Input for this task:
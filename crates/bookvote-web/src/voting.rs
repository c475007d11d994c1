//! Voter-facing pages.
//!
//! A visitor is NotVoted until a submission succeeds, then Voted until the
//! next reset moves the epoch. The only check is the epoch suffix of the
//! `voted` cookie.

use axum::extract::{FromRequest, Request, State};
use axum::http::HeaderMap;
use axum::http::header::{CONTENT_TYPE, COOKIE, SET_COOKIE};
use axum::response::{IntoResponse, Response};
use axum::{Form, Json};
use serde_json::Value;
use tracing::{debug, info, warn};

use bookvote_core::cookie::{blocks_voting, find_cookie};
use bookvote_core::{Allocation, VoteCookie, VoteEpoch, VoterId};

use crate::AppState;
use crate::error::WebError;
use crate::views::{ALREADY_VOTED, BookView, THANK_YOU, VoteTemplate, notice, render};

/// GET /
pub async fn ballot(State(state): State<AppState>, headers: HeaderMap) -> Result<Response, WebError> {
    let epoch = state.store.vote_epoch()?;
    if has_voted(&state, &headers, epoch) {
        return Ok(notice(ALREADY_VOTED).into_response());
    }

    let books = state.store.load_books()?;
    Ok(render(VoteTemplate {
        books: books.iter().map(BookView::from).collect(),
    })
    .into_response())
}

/// POST /vote
pub async fn submit_vote(State(state): State<AppState>, request: Request) -> Result<Response, WebError> {
    let epoch = state.store.vote_epoch()?;
    if has_voted(&state, request.headers(), epoch) {
        debug!(epoch, "repeat submission rejected");
        return Ok(notice(ALREADY_VOTED).into_response());
    }

    let allocation = read_allocation(&state, request).await;
    let voter = VoterId::generate().map_err(|e| WebError::Internal(e.to_string()))?;
    let recorded_in = state.store.record_vote(&voter, &allocation)?;
    info!(%voter, epoch = recorded_in, entries = allocation.len(), "vote accepted");

    let voting = &state.config.voting;
    let cookie = VoteCookie::new(voter, recorded_in)
        .set_cookie_header(&voting.cookie_name, voting.cookie_max_age_days);

    Ok(([(SET_COOKIE, cookie)], notice(THANK_YOU)).into_response())
}

fn has_voted(state: &AppState, headers: &HeaderMap, epoch: VoteEpoch) -> bool {
    let values = headers
        .get_all(COOKIE)
        .iter()
        .filter_map(|v| v.to_str().ok());
    find_cookie(values, &state.config.voting.cookie_name)
        .is_some_and(|value| blocks_voting(value, epoch))
}

/// Decode the submitted body as JSON or as a url-encoded form.
///
/// Anything undecodable is recorded as an empty allocation.
async fn read_allocation(state: &AppState, request: Request) -> Allocation {
    let is_json = request
        .headers()
        .get(CONTENT_TYPE)
        .and_then(|v| v.to_str().ok())
        .is_some_and(|ct| ct.starts_with("application/json"));

    if is_json {
        match Json::<Allocation>::from_request(request, state).await {
            Ok(Json(allocation)) => allocation,
            Err(rejection) => {
                warn!(error = %rejection, "unreadable JSON vote, recording it empty");
                Allocation::new()
            }
        }
    } else {
        match Form::<Vec<(String, String)>>::from_request(request, state).await {
            Ok(Form(pairs)) => pairs
                .into_iter()
                .map(|(title, points)| (title, Value::String(points)))
                .collect(),
            Err(rejection) => {
                warn!(error = %rejection, "unreadable form vote, recording it empty");
                Allocation::new()
            }
        }
    }
}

How to complete this task: The word "unreadable" may occur in lines of the data above; say how many lines hold it, giving only the number.

Answer for the task: 2